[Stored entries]
---*---

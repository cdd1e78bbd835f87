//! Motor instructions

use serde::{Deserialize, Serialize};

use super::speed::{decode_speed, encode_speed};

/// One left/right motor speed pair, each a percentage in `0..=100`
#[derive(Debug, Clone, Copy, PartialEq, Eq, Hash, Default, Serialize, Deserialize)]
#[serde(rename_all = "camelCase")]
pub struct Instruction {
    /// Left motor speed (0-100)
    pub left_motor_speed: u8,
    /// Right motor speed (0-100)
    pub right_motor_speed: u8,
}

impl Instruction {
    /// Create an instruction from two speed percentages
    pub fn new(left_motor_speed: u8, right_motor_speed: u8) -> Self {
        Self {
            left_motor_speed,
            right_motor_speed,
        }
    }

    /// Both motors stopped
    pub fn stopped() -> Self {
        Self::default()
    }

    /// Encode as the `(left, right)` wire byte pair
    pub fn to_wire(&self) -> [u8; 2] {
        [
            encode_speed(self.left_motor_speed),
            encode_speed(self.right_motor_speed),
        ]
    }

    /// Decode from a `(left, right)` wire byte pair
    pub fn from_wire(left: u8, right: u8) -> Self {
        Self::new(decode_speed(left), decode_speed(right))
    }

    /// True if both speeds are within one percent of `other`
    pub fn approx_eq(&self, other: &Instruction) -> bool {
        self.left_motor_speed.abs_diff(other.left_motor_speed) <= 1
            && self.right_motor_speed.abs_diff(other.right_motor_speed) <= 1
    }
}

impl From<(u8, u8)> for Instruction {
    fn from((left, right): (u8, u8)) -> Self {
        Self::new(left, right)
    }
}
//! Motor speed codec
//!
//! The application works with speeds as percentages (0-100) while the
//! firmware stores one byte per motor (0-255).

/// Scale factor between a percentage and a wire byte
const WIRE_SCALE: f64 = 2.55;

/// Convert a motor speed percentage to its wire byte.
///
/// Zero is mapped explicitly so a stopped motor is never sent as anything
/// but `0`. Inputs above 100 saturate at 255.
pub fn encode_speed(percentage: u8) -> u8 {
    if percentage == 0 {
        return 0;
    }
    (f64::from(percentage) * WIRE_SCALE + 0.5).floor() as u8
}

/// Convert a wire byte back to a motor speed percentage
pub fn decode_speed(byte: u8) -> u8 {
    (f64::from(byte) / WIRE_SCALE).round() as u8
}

---*---

## Directions:
Search the data above for the word "percentages", then gather each line in which it appears.

## Solution to this task:
    /// Create an instruction from two speed percentages
//! The application works with speeds as percentages (0-100) while the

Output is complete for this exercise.